→ Your task
When the line containing "for an instrument." is reached, include it and end there; set down verbatim every line before it, starting at the top of the records.

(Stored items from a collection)
_ _ _

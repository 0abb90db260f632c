//! Payload messages carried by proto3-flagged frames.
//!
//! Field tags and types are fixed per message; prices and sizes travel as IEEE-754 doubles.

/// Order side on the wire.
#[derive(Clone, Copy, Debug, PartialEq, Eq, Hash, PartialOrd, Ord, ::prost::Enumeration)]
#[repr(i32)]
pub enum WireSide {
    SideNone = 0,
    Buy = 1,
    Sell = 2,
}

/// Time-in-force on the wire.
#[derive(Clone, Copy, Debug, PartialEq, Eq, Hash, PartialOrd, Ord, ::prost::Enumeration)]
#[repr(i32)]
pub enum WireTimeInForce {
    TifNone = 0,
    Gtc = 1,
    Ioc = 2,
    Fok = 3,
}

/// Client run mode carried by the logon request; the gateway only admits clients whose run
/// mode matches its own.
#[derive(Clone, Copy, Debug, PartialEq, Eq, Hash, PartialOrd, Ord, ::prost::Enumeration)]
#[repr(i32)]
pub enum WireRunMode {
    RunModeNone = 0,
    Live = 1,
    Paper = 2,
    Backtest = 3,
}

#[derive(Clone, Copy, Debug, PartialEq, Eq, Hash, PartialOrd, Ord, ::prost::Enumeration)]
#[repr(i32)]
pub enum WireOrderState {
    StateNone = 0,
    Init = 1,
    Sent = 2,
    Live = 3,
    Closed = 4,
}

#[derive(Clone, Copy, Debug, PartialEq, Eq, Hash, PartialOrd, Ord, ::prost::Enumeration)]
#[repr(i32)]
pub enum WireCloseReason {
    ReasonNone = 0,
    Cancelled = 1,
    Filled = 2,
    Rejected = 3,
    Lapsed = 4,
    Error = 5,
}

/// Why an `OrderExecution` was sent: reply to a submit, reply to a cancel, or unsolicited.
#[derive(Clone, Copy, Debug, PartialEq, Eq, Hash, PartialOrd, Ord, ::prost::Enumeration)]
#[repr(i32)]
pub enum OrderUpdateReason {
    Unknown = 0,
    NewAck = 1,
    CancelAck = 2,
    Unsolicited = 3,
}

/// C→S: start streaming trades and top-of-book for an instrument.
#[derive(Clone, PartialEq, ::prost::Message)]
pub struct SubscribeTicks {
    #[prost(string, tag = "1")]
    pub symbol: String,
    #[prost(string, tag = "2")]
    pub exchange: String,
}

/// C→S: subscribe to wallet updates (reserved).
#[derive(Clone, PartialEq, ::prost::Message)]
pub struct SubscribeAccount {
    #[prost(string, tag = "1")]
    pub exchange: String,
}

/// C→S: submit a new limit order.
#[derive(Clone, PartialEq, ::prost::Message)]
pub struct NewOrder {
    #[prost(string, tag = "1")]
    pub symbol: String,
    #[prost(string, tag = "2")]
    pub exchange: String,
    #[prost(enumeration = "WireSide", tag = "3")]
    pub side: i32,
    #[prost(double, tag = "4")]
    pub price: f64,
    #[prost(double, tag = "5")]
    pub size: f64,
    #[prost(enumeration = "WireTimeInForce", tag = "6")]
    pub tif: i32,
    #[prost(string, tag = "7")]
    pub order_id: String,
}

/// C→S: cancel an existing order.
#[derive(Clone, PartialEq, ::prost::Message)]
pub struct CancelOrder {
    #[prost(string, tag = "1")]
    pub symbol: String,
    #[prost(string, tag = "2")]
    pub exchange: String,
    #[prost(string, tag = "3")]
    pub order_id: String,
    #[prost(string, tag = "4")]
    pub ext_order_id: String,
}

/// C→S: authorise the client with a strategy id, unique per gateway.
#[derive(Clone, PartialEq, ::prost::Message)]
pub struct OmLogonRequest {
    #[prost(string, tag = "1")]
    pub strategy_id: String,
    #[prost(enumeration = "WireRunMode", tag = "2")]
    pub run_mode: i32,
}

/// S→C: logon reply; `error` empty on success.
#[derive(Clone, PartialEq, ::prost::Message)]
pub struct OmLogonReply {
    #[prost(string, tag = "1")]
    pub error: String,
}

/// S→C: public trade tick.
#[derive(Clone, PartialEq, ::prost::Message)]
pub struct TradeTick {
    #[prost(string, tag = "1")]
    pub symbol: String,
    #[prost(string, tag = "2")]
    pub exchange: String,
    #[prost(double, tag = "3")]
    pub price: f64,
    #[prost(double, tag = "4")]
    pub size: f64,
    #[prost(enumeration = "WireSide", tag = "5")]
    pub side: i32,
}

/// S→C: top-of-book tick.
#[derive(Clone, PartialEq, ::prost::Message)]
pub struct TopTick {
    #[prost(string, tag = "1")]
    pub symbol: String,
    #[prost(string, tag = "2")]
    pub exchange: String,
    #[prost(double, tag = "3")]
    pub bid_price: f64,
    #[prost(double, tag = "4")]
    pub ask_price: f64,
}

/// S→C: order state change.
#[derive(Clone, PartialEq, ::prost::Message)]
pub struct OrderExecution {
    #[prost(string, tag = "1")]
    pub order_id: String,
    #[prost(string, tag = "2")]
    pub ext_order_id: String,
    #[prost(enumeration = "WireOrderState", tag = "3")]
    pub order_state: i32,
    #[prost(enumeration = "WireCloseReason", tag = "4")]
    pub close_reason: i32,
    #[prost(enumeration = "OrderUpdateReason", tag = "5")]
    pub reason: i32,
}

/// S→C: execution report.
#[derive(Clone, PartialEq, ::prost::Message)]
pub struct OrderFillReport {
    #[prost(string, tag = "1")]
    pub order_id: String,
    #[prost(double, tag = "2")]
    pub size: f64,
    #[prost(double, tag = "3")]
    pub price: f64,
    #[prost(bool, tag = "4")]
    pub fully_filled: bool,
}

/// S→C: wallet change (reserved).
#[derive(Clone, PartialEq, ::prost::Message)]
pub struct AccountUpdateMsg {
    #[prost(string, tag = "1")]
    pub symbol: String,
    #[prost(string, tag = "2")]
    pub exchange: String,
    #[prost(double, tag = "3")]
    pub position: f64,
}

/// S→C: reply-with-error to any request, correlated by the frame's request id.
#[derive(Clone, PartialEq, ::prost::Message)]
pub struct ErrorReply {
    /// The `MsgType` discriminator of the request this error replies to.
    #[prost(uint32, tag = "1")]
    pub orig_request_type: u32,
    #[prost(string, tag = "2")]
    pub code: String,
    #[prost(string, tag = "3")]
    pub text: String,
}

#[cfg(test)]
mod tests {
    use super::*;
    use prost::Message;

    #[test]
    fn test_payload_round_trips() {
        let exec = OrderExecution {
            order_id: "DEMO1aabbccdd00000001".into(),
            ext_order_id: "X-123".into(),
            order_state: WireOrderState::Closed as i32,
            close_reason: WireCloseReason::Cancelled as i32,
            reason: OrderUpdateReason::CancelAck as i32,
        };

        let bytes = exec.encode_to_vec();
        let decoded = OrderExecution::decode(bytes.as_slice()).unwrap();
        assert_eq!(decoded, exec);
        assert_eq!(decoded.encode_to_vec(), bytes);

        assert_eq!(
            WireOrderState::try_from(decoded.order_state).unwrap(),
            WireOrderState::Closed
        );
    }
}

_ _ _

→ Output for this exercise
repository 0abb90db260f632c
//! Payload messages carried by proto3-flagged frames.
//!
//! Field tags and types are fixed per message; prices and sizes travel as IEEE-754 doubles.

/// Order side on the wire.
#[derive(Clone, Copy, Debug, PartialEq, Eq, Hash, PartialOrd, Ord, ::prost::Enumeration)]
#[repr(i32)]
pub enum WireSide {
    SideNone = 0,
    Buy = 1,
    Sell = 2,
}

/// Time-in-force on the wire.
#[derive(Clone, Copy, Debug, PartialEq, Eq, Hash, PartialOrd, Ord, ::prost::Enumeration)]
#[repr(i32)]
pub enum WireTimeInForce {
    TifNone = 0,
    Gtc = 1,
    Ioc = 2,
    Fok = 3,
}

/// Client run mode carried by the logon request; the gateway only admits clients whose run
/// mode matches its own.
#[derive(Clone, Copy, Debug, PartialEq, Eq, Hash, PartialOrd, Ord, ::prost::Enumeration)]
#[repr(i32)]
pub enum WireRunMode {
    RunModeNone = 0,
    Live = 1,
    Paper = 2,
    Backtest = 3,
}

#[derive(Clone, Copy, Debug, PartialEq, Eq, Hash, PartialOrd, Ord, ::prost::Enumeration)]
#[repr(i32)]
pub enum WireOrderState {
    StateNone = 0,
    Init = 1,
    Sent = 2,
    Live = 3,
    Closed = 4,
}

#[derive(Clone, Copy, Debug, PartialEq, Eq, Hash, PartialOrd, Ord, ::prost::Enumeration)]
#[repr(i32)]
pub enum WireCloseReason {
    ReasonNone = 0,
    Cancelled = 1,
    Filled = 2,
    Rejected = 3,
    Lapsed = 4,
    Error = 5,
}

/// Why an `OrderExecution` was sent: reply to a submit, reply to a cancel, or unsolicited.
#[derive(Clone, Copy, Debug, PartialEq, Eq, Hash, PartialOrd, Ord, ::prost::Enumeration)]
#[repr(i32)]
pub enum OrderUpdateReason {
    Unknown = 0,
    NewAck = 1,
    CancelAck = 2,
    Unsolicited = 3,
}

/// C→S: start streaming trades and top-of-book for an instrument.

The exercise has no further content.